I come across a lot of sadness in people as I pray with them. On the surface they may put on a happy face but deep down there’s an incredible sadness. Generally, people aren’t dealing with their sadness, they’re just covering it up. They’re afraid to allow themselves to feel the sadness (to visit it, to look at it, to acknowledge how sad they are) for if they did they would start to weep much like rain in a downpour. They fear starting to weep and then never being able to stop.

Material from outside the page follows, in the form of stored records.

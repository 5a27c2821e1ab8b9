//! Unified error types for the tester firmware.
//!
//! Every port returns `Result<_, Error>`.  None of these are fatal: the
//! service logs them, records them in the tick report and keeps running,
//! the same way the bare-metal firmware ignored failed bus transfers.
//! All variants are `Copy` so they can be carried in reports and events
//! without allocation.

use core::fmt;

use embedded_hal::i2c::ErrorKind;

// ---------------------------------------------------------------------------
// Top-level firmware error
// ---------------------------------------------------------------------------

/// Every fallible operation in the firmware funnels into this type.
#[derive(Debug, Clone, Copy, PartialEq, Eq)]
pub enum Error {
    /// A transfer to or from the ADC failed.
    Adc(BusError),
    /// A transfer to the character display failed.
    Display(BusError),
    /// A GPIO read or write failed.
    Pin(PinRole),
    /// The buzzer PWM channel rejected a duty update.
    Alert,
    /// Configuration failed validation.
    Config(&'static str),
}

impl fmt::Display for Error {
    fn fmt(&self, f: &mut fmt::Formatter<'_>) -> fmt::Result {
        match self {
            Self::Adc(e) => write!(f, "adc: {e}"),
            Self::Display(e) => write!(f, "display: {e}"),
            Self::Pin(role) => write!(f, "pin: {role} failed"),
            Self::Alert => write!(f, "alert: PWM update failed"),
            Self::Config(msg) => write!(f, "config: {msg}"),
        }
    }
}

impl core::error::Error for Error {}

// ---------------------------------------------------------------------------
// Two-wire bus errors
// ---------------------------------------------------------------------------

/// Condensed I2C failure cause, derived from [`embedded_hal::i2c::ErrorKind`].
#[derive(Debug, Clone, Copy, PartialEq, Eq)]
pub enum BusError {
    /// The target did not acknowledge its address or a data byte.
    NoAcknowledge,
    /// Another controller won arbitration.
    ArbitrationLoss,
    /// Misplaced start/stop or other bus-level fault.
    Bus,
    /// Receive overrun.
    Overrun,
    /// Anything the HAL could not classify.
    Other,
}

impl BusError {
    /// Classify any HAL I2C error.
    pub fn from_i2c<E: embedded_hal::i2c::Error>(err: &E) -> Self {
        match err.kind() {
            ErrorKind::NoAcknowledge(_) => Self::NoAcknowledge,
            ErrorKind::ArbitrationLoss => Self::ArbitrationLoss,
            ErrorKind::Bus => Self::Bus,
            ErrorKind::Overrun => Self::Overrun,
            _ => Self::Other,
        }
    }
}

impl fmt::Display for BusError {
    fn fmt(&self, f: &mut fmt::Formatter<'_>) -> fmt::Result {
        match self {
            Self::NoAcknowledge => write!(f, "no acknowledge"),
            Self::ArbitrationLoss => write!(f, "arbitration lost"),
            Self::Bus => write!(f, "bus error"),
            Self::Overrun => write!(f, "overrun"),
            Self::Other => write!(f, "transfer failed"),
        }
    }
}

// ---------------------------------------------------------------------------
// Pin roles
// ---------------------------------------------------------------------------

/// Which group of pins a GPIO failure came from.
#[derive(Debug, Clone, Copy, PartialEq, Eq)]
pub enum PinRole {
    /// R1..R4 range-select outputs.
    Range,
    /// Mode routing MOSFETs and the shutdown line.
    Routing,
    /// Mode switch inputs.
    Switch,
    /// Status LED.
    Indicator,
}

impl fmt::Display for PinRole {
    fn fmt(&self, f: &mut fmt::Formatter<'_>) -> fmt::Result {
        match self {
            Self::Range => write!(f, "range select"),
            Self::Routing => write!(f, "mode routing"),
            Self::Switch => write!(f, "mode switch"),
            Self::Indicator => write!(f, "status indicator"),
        }
    }
}

impl From<PinRole> for Error {
    fn from(role: PinRole) -> Self {
        Self::Pin(role)
    }
}

// ---------------------------------------------------------------------------
// Convenience Result alias
// ---------------------------------------------------------------------------

/// Firmware-wide `Result` alias.
pub type Result<T> = core::result::Result<T, Error>;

Jesus wants to comfort the brokenhearted. That’s one of the reasons he came, sent by Father God (take a look at Isaiah 61:1-2). He wants to heal people’s sadness; all the things that bring deep grief — lost innocence, broken hearts, destroyed hopes, wounded bodies, wounded spirits — much of it locked away from our conscious awareness. Many people don’t know how sad they are, they’ve worn an safe exterior face for so long they just don’t know how really sad they are.

What to do?
1. Realise that whilever it’s locked away inside, that’s where it will stay; and it will pop out inappropriately when you least expect it.
2. Pray a simple prayer asking Jesus to go with you into that sad place and show you the root of why you are so sad.
3. If possible, allow yourself to feel the sadness. Don’t pretend about anything.
4. Pay attention to whatever Jesus shows you concerning the root of the sadness. He wants to comfort you and take the sadness to himself. Ask him to do so – it might even help you to hand it over to him.
5. Sit quietly and listen for anything he wants you to know about that root of sadness. You may experience a deep peace, you may have an interior picture of him doing something.
6. Thank him for what he’s done.

It is possible that the root of your sadness is too big for you to look at on your own. In such a case I’d encourage you to have a trusted friend with you who is willing to journey with you through the sad place. If your sad place is a place of much trauma you probably will need to seek help from an experienced and trained counsellor. Where this is the case, don’t put off seeking help.